▶ [Activity]: Starting from the line that contains "assert_eq!(parsed, LanguageCode::ZhTw);", output every remaining line of the records below exactly as it appears, that line and the last one included.

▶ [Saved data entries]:
════════════════════

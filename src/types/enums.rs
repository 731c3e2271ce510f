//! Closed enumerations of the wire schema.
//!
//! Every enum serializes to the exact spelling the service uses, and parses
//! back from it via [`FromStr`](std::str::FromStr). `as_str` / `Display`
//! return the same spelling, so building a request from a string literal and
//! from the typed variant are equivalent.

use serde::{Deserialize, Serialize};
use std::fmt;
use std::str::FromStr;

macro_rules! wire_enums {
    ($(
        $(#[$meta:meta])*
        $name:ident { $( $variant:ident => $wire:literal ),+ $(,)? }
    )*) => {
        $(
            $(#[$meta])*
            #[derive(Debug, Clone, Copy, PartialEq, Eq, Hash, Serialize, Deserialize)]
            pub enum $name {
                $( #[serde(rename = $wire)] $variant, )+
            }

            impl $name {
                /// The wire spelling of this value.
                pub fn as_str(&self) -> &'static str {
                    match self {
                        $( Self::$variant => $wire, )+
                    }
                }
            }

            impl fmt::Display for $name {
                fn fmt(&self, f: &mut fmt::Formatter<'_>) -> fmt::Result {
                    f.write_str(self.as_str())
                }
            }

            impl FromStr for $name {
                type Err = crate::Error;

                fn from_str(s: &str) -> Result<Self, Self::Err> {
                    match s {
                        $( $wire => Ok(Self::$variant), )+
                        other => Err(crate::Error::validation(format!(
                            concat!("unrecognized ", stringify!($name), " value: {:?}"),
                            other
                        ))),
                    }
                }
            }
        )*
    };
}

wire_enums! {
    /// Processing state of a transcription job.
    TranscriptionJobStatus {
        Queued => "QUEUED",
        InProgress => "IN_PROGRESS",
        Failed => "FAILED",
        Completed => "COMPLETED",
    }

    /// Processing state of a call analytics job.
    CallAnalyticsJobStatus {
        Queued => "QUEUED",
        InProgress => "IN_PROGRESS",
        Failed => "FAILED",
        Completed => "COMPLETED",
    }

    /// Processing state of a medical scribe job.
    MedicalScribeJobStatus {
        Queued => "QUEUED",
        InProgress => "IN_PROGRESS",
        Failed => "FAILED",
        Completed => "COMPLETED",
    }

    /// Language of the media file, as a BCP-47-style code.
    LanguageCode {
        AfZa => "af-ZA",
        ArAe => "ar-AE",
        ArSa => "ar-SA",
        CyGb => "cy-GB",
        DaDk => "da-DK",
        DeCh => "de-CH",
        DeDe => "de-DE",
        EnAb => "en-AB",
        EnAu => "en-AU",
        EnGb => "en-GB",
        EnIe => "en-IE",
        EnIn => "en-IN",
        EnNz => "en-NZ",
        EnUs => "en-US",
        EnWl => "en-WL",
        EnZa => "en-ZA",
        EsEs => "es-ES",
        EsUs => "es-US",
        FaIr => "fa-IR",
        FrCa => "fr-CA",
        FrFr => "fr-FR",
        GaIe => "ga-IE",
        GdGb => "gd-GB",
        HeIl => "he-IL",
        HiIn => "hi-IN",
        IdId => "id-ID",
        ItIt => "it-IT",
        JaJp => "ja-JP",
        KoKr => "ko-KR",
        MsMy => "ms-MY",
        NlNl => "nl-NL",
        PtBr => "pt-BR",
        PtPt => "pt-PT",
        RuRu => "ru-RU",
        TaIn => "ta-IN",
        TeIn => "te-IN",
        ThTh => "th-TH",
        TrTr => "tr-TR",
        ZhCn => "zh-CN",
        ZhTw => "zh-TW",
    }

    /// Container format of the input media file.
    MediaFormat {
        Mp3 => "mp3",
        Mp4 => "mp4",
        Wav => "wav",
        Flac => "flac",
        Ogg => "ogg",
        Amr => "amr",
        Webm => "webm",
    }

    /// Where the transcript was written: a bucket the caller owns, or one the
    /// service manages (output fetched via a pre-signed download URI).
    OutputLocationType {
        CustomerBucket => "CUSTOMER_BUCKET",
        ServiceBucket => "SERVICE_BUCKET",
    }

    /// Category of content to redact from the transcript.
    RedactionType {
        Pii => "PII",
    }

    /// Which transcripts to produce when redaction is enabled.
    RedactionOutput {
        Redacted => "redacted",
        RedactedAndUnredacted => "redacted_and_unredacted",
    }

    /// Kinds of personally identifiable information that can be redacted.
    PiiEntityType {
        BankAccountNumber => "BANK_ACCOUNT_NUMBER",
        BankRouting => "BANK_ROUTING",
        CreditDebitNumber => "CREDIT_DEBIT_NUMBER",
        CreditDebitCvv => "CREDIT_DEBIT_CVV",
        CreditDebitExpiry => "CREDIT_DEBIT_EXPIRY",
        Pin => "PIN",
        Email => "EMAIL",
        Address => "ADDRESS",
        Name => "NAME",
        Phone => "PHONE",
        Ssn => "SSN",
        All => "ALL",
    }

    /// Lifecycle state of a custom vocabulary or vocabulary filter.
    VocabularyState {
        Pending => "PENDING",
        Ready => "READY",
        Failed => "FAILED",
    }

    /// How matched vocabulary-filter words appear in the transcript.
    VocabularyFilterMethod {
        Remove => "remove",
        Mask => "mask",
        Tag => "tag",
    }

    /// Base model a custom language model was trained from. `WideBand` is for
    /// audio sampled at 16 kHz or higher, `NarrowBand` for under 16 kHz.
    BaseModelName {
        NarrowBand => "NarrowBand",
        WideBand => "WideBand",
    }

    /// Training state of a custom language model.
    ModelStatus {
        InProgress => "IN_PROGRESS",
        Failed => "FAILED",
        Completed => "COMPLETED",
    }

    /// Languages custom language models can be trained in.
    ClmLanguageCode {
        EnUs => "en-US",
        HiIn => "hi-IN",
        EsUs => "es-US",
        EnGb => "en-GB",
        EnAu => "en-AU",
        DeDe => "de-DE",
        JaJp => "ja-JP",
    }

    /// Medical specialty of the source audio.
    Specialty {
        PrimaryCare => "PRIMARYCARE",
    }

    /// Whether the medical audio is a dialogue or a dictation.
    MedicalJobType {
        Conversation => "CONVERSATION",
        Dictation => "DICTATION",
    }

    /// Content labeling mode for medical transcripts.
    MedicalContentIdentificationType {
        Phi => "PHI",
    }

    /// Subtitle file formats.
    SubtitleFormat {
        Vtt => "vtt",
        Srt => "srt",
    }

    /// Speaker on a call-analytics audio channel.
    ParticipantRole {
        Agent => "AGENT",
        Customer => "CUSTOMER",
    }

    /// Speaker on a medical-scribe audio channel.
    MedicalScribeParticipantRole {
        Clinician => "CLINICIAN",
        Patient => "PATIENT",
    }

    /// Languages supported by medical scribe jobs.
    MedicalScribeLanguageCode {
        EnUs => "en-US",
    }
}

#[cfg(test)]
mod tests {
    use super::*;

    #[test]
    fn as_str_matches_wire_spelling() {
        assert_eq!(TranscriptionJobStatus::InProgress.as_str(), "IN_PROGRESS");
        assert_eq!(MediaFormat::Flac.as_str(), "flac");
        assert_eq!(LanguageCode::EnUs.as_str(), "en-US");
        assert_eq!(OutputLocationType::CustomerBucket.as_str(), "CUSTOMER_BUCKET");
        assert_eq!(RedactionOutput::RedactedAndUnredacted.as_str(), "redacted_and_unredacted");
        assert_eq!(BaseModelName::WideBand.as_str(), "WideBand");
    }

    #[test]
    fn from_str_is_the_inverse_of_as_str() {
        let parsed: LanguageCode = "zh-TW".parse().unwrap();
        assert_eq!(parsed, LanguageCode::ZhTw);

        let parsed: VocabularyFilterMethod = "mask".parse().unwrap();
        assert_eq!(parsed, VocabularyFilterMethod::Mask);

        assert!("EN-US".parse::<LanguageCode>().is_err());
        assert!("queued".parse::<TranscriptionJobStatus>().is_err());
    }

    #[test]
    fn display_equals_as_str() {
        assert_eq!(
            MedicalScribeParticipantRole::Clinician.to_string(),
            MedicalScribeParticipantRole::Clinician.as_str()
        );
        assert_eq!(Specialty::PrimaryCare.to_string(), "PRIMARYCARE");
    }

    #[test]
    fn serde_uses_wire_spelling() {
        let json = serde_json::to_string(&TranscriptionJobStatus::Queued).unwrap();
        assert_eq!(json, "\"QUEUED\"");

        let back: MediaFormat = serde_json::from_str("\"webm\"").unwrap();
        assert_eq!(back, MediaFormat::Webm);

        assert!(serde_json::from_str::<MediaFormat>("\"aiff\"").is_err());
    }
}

════════════════════

▶ [The answer]:
        assert_eq!(parsed, LanguageCode::ZhTw);

        let parsed: VocabularyFilterMethod = "mask".parse().unwrap();
        assert_eq!(parsed, VocabularyFilterMethod::Mask);

        assert!("EN-US".parse::<LanguageCode>().is_err());
        assert!("queued".parse::<TranscriptionJobStatus>().is_err());
    }

    #[test]
    fn display_equals_as_str() {
        assert_eq!(
            MedicalScribeParticipantRole::Clinician.to_string(),
            MedicalScribeParticipantRole::Clinician.as_str()
        );
        assert_eq!(Specialty::PrimaryCare.to_string(), "PRIMARYCARE");
    }

    #[test]
    fn serde_uses_wire_spelling() {
        let json = serde_json::to_string(&TranscriptionJobStatus::Queued).unwrap();
        assert_eq!(json, "\"QUEUED\"");

        let back: MediaFormat = serde_json::from_str("\"webm\"").unwrap();
        assert_eq!(back, MediaFormat::Webm);

        assert!(serde_json::from_str::<MediaFormat>("\"aiff\"").is_err());
    }
}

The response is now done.